Reverse Cholesterol Transport
High-density lipoprotein (HDL) cholesterol is often referred to as the “good” cholesterol because it absorbs other types of cholesterol and carries them away from your arteries and back to your liver, where they’re eliminated. It helps in the process of reverse cholesterol transport.
HDL has anti-inflammatory properties that reduce inflammation of blood vessel endothelial cells, which are the main targets of vascular damage. It is an important inflammatory regulator and suppresses pro-inflammatory mediators.
HDL cholesterol has antithrombotic properties, including reducing blood clot formation and thrombosis. It also reduces the risk of deep-vein thrombosis (DVT), which can lead to pulmonary embolism, and it can protect against stroke and heart attacks.
Among the many functions of HDL is its ability to act as an antioxidant, acting both as a protective barrier against oxidative stress and as a transport vehicle of oxidized LDL. This property of HDL is mediated by its ability to prevent the formation of lipid hydroperoxides and other primary oxidation products in LDL.

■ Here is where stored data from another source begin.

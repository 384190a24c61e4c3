use thiserror::Error;

/// 应用程序错误类型
#[derive(Debug, Error)]
pub enum AppError {
    /// 数据加载错误
    #[error("加载错误: {0}")]
    Load(#[from] LoadError),
    /// 浏览操作错误
    #[error("浏览错误: {0}")]
    Browse(#[from] BrowseError),
    /// 存储读写错误
    #[error("存储错误: {0}")]
    Storage(#[from] StorageError),
    /// 配置错误
    #[error("配置错误: {0}")]
    Config(#[from] ConfigError),
}

/// 数据加载错误
///
/// 区分"拿不到数据"和"拿到了但解析不了"两种情况
#[derive(Debug, Error)]
pub enum LoadError {
    /// 资源不可达（网络失败、文件不存在或状态码非 2xx）
    #[error("资源不可达 ({source_name}): {reason}")]
    ResourceUnreachable { source_name: String, reason: String },
    /// JSON 解析失败，附带内容首尾片段便于排查
    #[error("JSON解析失败 ({source_name}): {message}\n{excerpt}")]
    ParseFailure {
        source_name: String,
        message: String,
        excerpt: Excerpt,
    },
}

/// 出错内容的首尾片段
#[derive(Debug, Clone, PartialEq, Eq)]
pub struct Excerpt {
    pub head: String,
    pub tail: String,
}

impl Excerpt {
    /// 截取 `text` 的前 `n` 个和后 `n` 个字符
    pub fn of(text: &str, n: usize) -> Self {
        let total = text.chars().count();
        let head = text.chars().take(n).collect();
        let tail = text.chars().skip(total.saturating_sub(n)).collect();
        Self { head, tail }
    }
}

impl std::fmt::Display for Excerpt {
    fn fmt(&self, f: &mut std::fmt::Formatter<'_>) -> std::fmt::Result {
        write!(f, "开头: {:?}\n结尾: {:?}", self.head, self.tail)
    }
}

/// 浏览操作错误
#[derive(Debug, Error)]
pub enum BrowseError {
    /// 请求的题目不存在
    #[error("题目不存在: #{id}")]
    NoRecordFound { id: i64 },
}

/// 存储读写错误
#[derive(Debug, Error)]
pub enum StorageError {
    /// 读取存储文件失败
    #[error("读取存储失败 ({path}): {source}")]
    ReadFailed {
        path: String,
        #[source]
        source: std::io::Error,
    },
    /// 写入存储文件失败
    #[error("写入存储失败 ({path}): {source}")]
    WriteFailed {
        path: String,
        #[source]
        source: std::io::Error,
    },
    /// 存储内容不是合法 JSON
    #[error("存储内容损坏 ({key}): {source}")]
    Corrupt {
        key: String,
        #[source]
        source: serde_json::Error,
    },
}

/// 配置错误
#[derive(Debug, Error)]
pub enum ConfigError {
    /// 配置文件读取失败
    #[error("无法读取配置文件 {path}: {source}")]
    ReadFailed {
        path: String,
        #[source]
        source: std::io::Error,
    },
    /// 配置文件解析失败
    #[error("配置文件 {path} 解析失败: {source}")]
    TomlParseFailed {
        path: String,
        #[source]
        source: toml::de::Error,
    },
}

// ========== 便捷构造函数 ==========

impl AppError {
    /// 创建题目不存在错误
    pub fn no_record(id: i64) -> Self {
        AppError::Browse(BrowseError::NoRecordFound { id })
    }
}

impl LoadError {
    /// 创建资源不可达错误
    pub fn unreachable(source_name: impl Into<String>, reason: impl ToString) -> Self {
        LoadError::ResourceUnreachable {
            source_name: source_name.into(),
            reason: reason.to_string(),
        }
    }
}

// ========== Result 类型别名 ==========

/// 应用程序结果类型
pub type AppResult<T> = Result<T, AppError>;

#[cfg(test)]
mod tests {
    use super::*;

    #[test]
    fn excerpt_keeps_head_and_tail() {
        let excerpt = Excerpt::of("abcdefghij", 3);
        assert_eq!(excerpt.head, "abc");
        assert_eq!(excerpt.tail, "hij");
    }

    #[test]
    fn excerpt_of_short_text_is_whole_text() {
        let excerpt = Excerpt::of("题目", 100);
        assert_eq!(excerpt.head, "题目");
        assert_eq!(excerpt.tail, "题目");
    }

    #[test]
    fn parse_failure_message_contains_excerpt() {
        let err = LoadError::ParseFailure {
            source_name: "data.json".into(),
            message: "EOF while parsing".into(),
            excerpt: Excerpt::of("[{\"id\": 1", 4),
        };
        let text = err.to_string();
        assert!(text.contains("data.json"));
        assert!(text.contains("[{\\\"i"));
    }
}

How Does HDL Cholesterol Level Impacts Your Health?
HDL cholesterol, the “good” kind, helps your body remove extra LDL cholesterol from your blood vessels. It also helps reduce your risk of heart disease. Here is how HDL cholesterol impacts your health.
Lowers Your Risk Of Heart Disease
The good cholesterol HDL, or high-density lipoprotein, helps your body get rid of the ‘bad’ LDL cholesterol circulating in your blood. This helps keep your arteries clear of plaque buildup, which can lead to heart disease and other health problems. Having high levels of HDL cholesterol is typically a good sign that you’re living a healthy lifestyle.
Prevents Blood Clots
When plaque builds up on the walls of your arteries, it causes your blood vessels to narrow and stiffen. Occasionally, plaque tears open, and a blood clot can form at the site. This can cause a heart attack or stroke. The high-density lipoprotein (HDL) cholesterol transports fatty material from the blood to the liver for removal, thereby preventing blood clots.

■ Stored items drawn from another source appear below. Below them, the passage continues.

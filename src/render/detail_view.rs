//! 题目详情视图

use crate::models::QuestionRecord;
use crate::render::list_view::{BOOKMARKED_ICON, UNBOOKMARKED_ICON};
use crate::render::markdown::render_markdown;
use crate::render::palette::{paint, Palette, BOLD, RESET};

/// 当前打开的题目
#[derive(Debug, Clone, PartialEq, Eq)]
pub struct DetailView {
    pub id: i64,
    pub question: String,
    pub answer: String,
    pub bookmarked: bool,
}

impl DetailView {
    pub fn open(record: &QuestionRecord, bookmarked: bool) -> Self {
        Self {
            id: record.id,
            question: record.question.clone(),
            answer: record.answer.clone(),
            bookmarked,
        }
    }

    /// 书签按钮文本
    pub fn bookmark_control(&self) -> String {
        if self.bookmarked {
            format!("[{BOOKMARKED_ICON} 已收藏]")
        } else {
            format!("[{UNBOOKMARKED_ICON} 收藏]")
        }
    }

    pub fn render(&self, palette: &Palette) -> String {
        let control_color = if self.bookmarked { palette.warning } else { palette.muted };
        let mut out = format!(
            "{BOLD}{}{}{RESET}  {}\n{}\n\n",
            palette.heading,
            self.question,
            paint(control_color, &self.bookmark_control()),
            paint(palette.muted, &"═".repeat(40)),
        );
        out.push_str(&render_markdown(&self.answer, palette));
        out.push_str(&format!(
            "\n{}\n",
            paint(palette.muted, &format!("#{} · 输入 close 返回列表，bookmark 切换收藏", self.id))
        ));
        out
    }
}

#[cfg(test)]
mod tests {
    use super::*;
    use crate::models::ThemeMode;
    use crate::render::palette::strip_ansi;

    #[test]
    fn renders_heading_control_and_answer() {
        let record = QuestionRecord::new(9, "What is a Promise?", "An **object** for async results.");
        let view = DetailView::open(&record, false);
        let text = strip_ansi(&view.render(&Palette::for_theme(ThemeMode::Light)));

        assert!(text.starts_with("What is a Promise?  [☆ 收藏]\n"));
        assert!(text.contains("An object for async results.\n"));
        assert!(text.contains("#9"));
    }

    #[test]
    fn control_reflects_bookmark_state() {
        let record = QuestionRecord::new(1, "q", "a");
        let mut view = DetailView::open(&record, true);
        assert_eq!(view.bookmark_control(), "[★ 已收藏]");
        view.bookmarked = false;
        assert_eq!(view.bookmark_control(), "[☆ 收藏]");
    }
}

New studies show HDL can reduce inflammation in cells that line blood vessels, which may help protect against heart disease. Researchers found that adding a measure of the anti-inflammatory function of HDL to risk scores improved their predictions of future heart disease.
Reduces Your Risk Of Stroke
HDL cholesterol protects your brain by taking LDL out of your blood and preventing it from building up in your arteries. It can also help stabilize existing plaques in your arteries, which reduces your risk of a stroke.
HDL (high-density lipoprotein) is the good cholesterol that carries away excess LDL (low-density lipoprotein) to the liver. It also helps to keep your arteries clear and protects you from heart disease by moving bad cholesterol and triglycerides out of your bloodstream. Because of this reason, it is important to keep your HDL cholesterol levels high. If your HDL is low, you may need to make some lifestyle changes to increase it. The key to raising your HDL is eating a well-balanced diet, exercising regularly, and quitting smoking.